Zwei Schluchten und ein Grat
Also los! Man startet diese Tour am Besten in Ottenhöfen (327m), auf dem Parkplatz am Steinbruch im Gottschlägbachtal (377 m). Schweres Wort.
Der Weg führt nach dem Kieswerk am Gottschlägbach entlang in die Schlucht des Gottschlägbachs, vorbei an der Auskolkungshöhle Edelfrauengrab (420m), zu der es auf einer Tafel eine schöne Sage zu lesen gibt:
"Ritter Wolf von Bosenstein war während der Zeit der Kreuzzüge zusammen mit dem kaiserlichen Heer ins Heilige Land gezogen, um dieses aus der Hand der Sarazenen zu befreien. Seine Frau, die er zurücklassen musste, nahm es allerdings mit der ehelichen Treue nicht so genau und lebte mit ihrem Liebhaber in Saus und Braus. Also, eigentlich lebte sie im Schloss Bosenstein...

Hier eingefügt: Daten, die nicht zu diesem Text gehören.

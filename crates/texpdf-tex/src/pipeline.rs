//! The compile sequence, one state at a time

use texpdf_core::Result;
use texpdf_core::config::ToolsConfig;
use texpdf_core::job::CompilationJob;

use crate::exec::{ExecOptions, exec_tool};

/// Run the full compile sequence for one job.
///
/// Returns `Ok(true)` iff the primary typeset pass exited zero and the
/// DVI file existed afterwards. The bibliography passes and the
/// DVI-to-PDF conversion are best-effort: their exit codes do not change
/// the overall result. Only a tool that cannot be started at all
/// propagates as an error.
pub fn compile(job: &CompilationJob, tools: &ToolsConfig) -> Result<bool> {
    let primary = exec_tool(&engine_pass(job, tools, false))?;
    if !primary.success() {
        return Ok(false);
    }

    if job.bibliography_present {
        exec_tool(&bibliography_pass(job, tools))?;
        // Two more engine passes to resolve citations and cross-references
        exec_tool(&engine_pass(job, tools, true))?;
        exec_tool(&engine_pass(job, tools, true))?;
    }

    let dvi = job.dvi_path();
    if !dvi.exists() {
        eprintln!("DVI document '{}' not found.", dvi.display());
        return Ok(false);
    }

    exec_tool(&convert_pass(job, tools))?;

    Ok(true)
}

fn engine_pass(job: &CompilationJob, tools: &ToolsConfig, ignore_errors: bool) -> ExecOptions {
    ExecOptions {
        program: tools.latex.clone(),
        args: vec![job.basename.clone()],
        workdir: job.workdir.clone(),
        verbose: job.verbose,
        ignore_errors,
    }
}

fn bibliography_pass(job: &CompilationJob, tools: &ToolsConfig) -> ExecOptions {
    ExecOptions {
        program: tools.bibtex.clone(),
        args: vec![job.basename.clone()],
        workdir: job.workdir.clone(),
        verbose: job.verbose,
        ignore_errors: true,
    }
}

fn convert_pass(job: &CompilationJob, tools: &ToolsConfig) -> ExecOptions {
    ExecOptions {
        program: tools.dvipdf.clone(),
        args: vec![
            "-p".to_string(),
            job.papersize.clone(),
            format!("{}.dvi", job.basename),
        ],
        workdir: job.workdir.clone(),
        verbose: job.verbose,
        ignore_errors: true,
    }
}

Eines Tages klopfte eine Bettlerin mit sieben halbverhungerten Kindern am Schloss Bosenstein an und bat um eine milde Gabe. Angesichts ihrer sieben Kinder wurde sie von der hochmütigen Schlossherrin verspottet und schroff vertrieben, so dass sie Frau von Bosenstein mit folgendem Fluch bedachte: "Sieben Kinder sollst du auf einmal zur Welt bringen, alle so elend wie die, welche du verhöhnst." Der Fluch wurde wahr. Eine Tages brachte die Schlossherrin sieben Kinder zur Welt. In ihrer Not sah sie keinen anderen Ausweg, als ihre Dienerin zu beauftragen, die Kinder in einen Sack zu stecken und im Schlossweiher zu ertränken.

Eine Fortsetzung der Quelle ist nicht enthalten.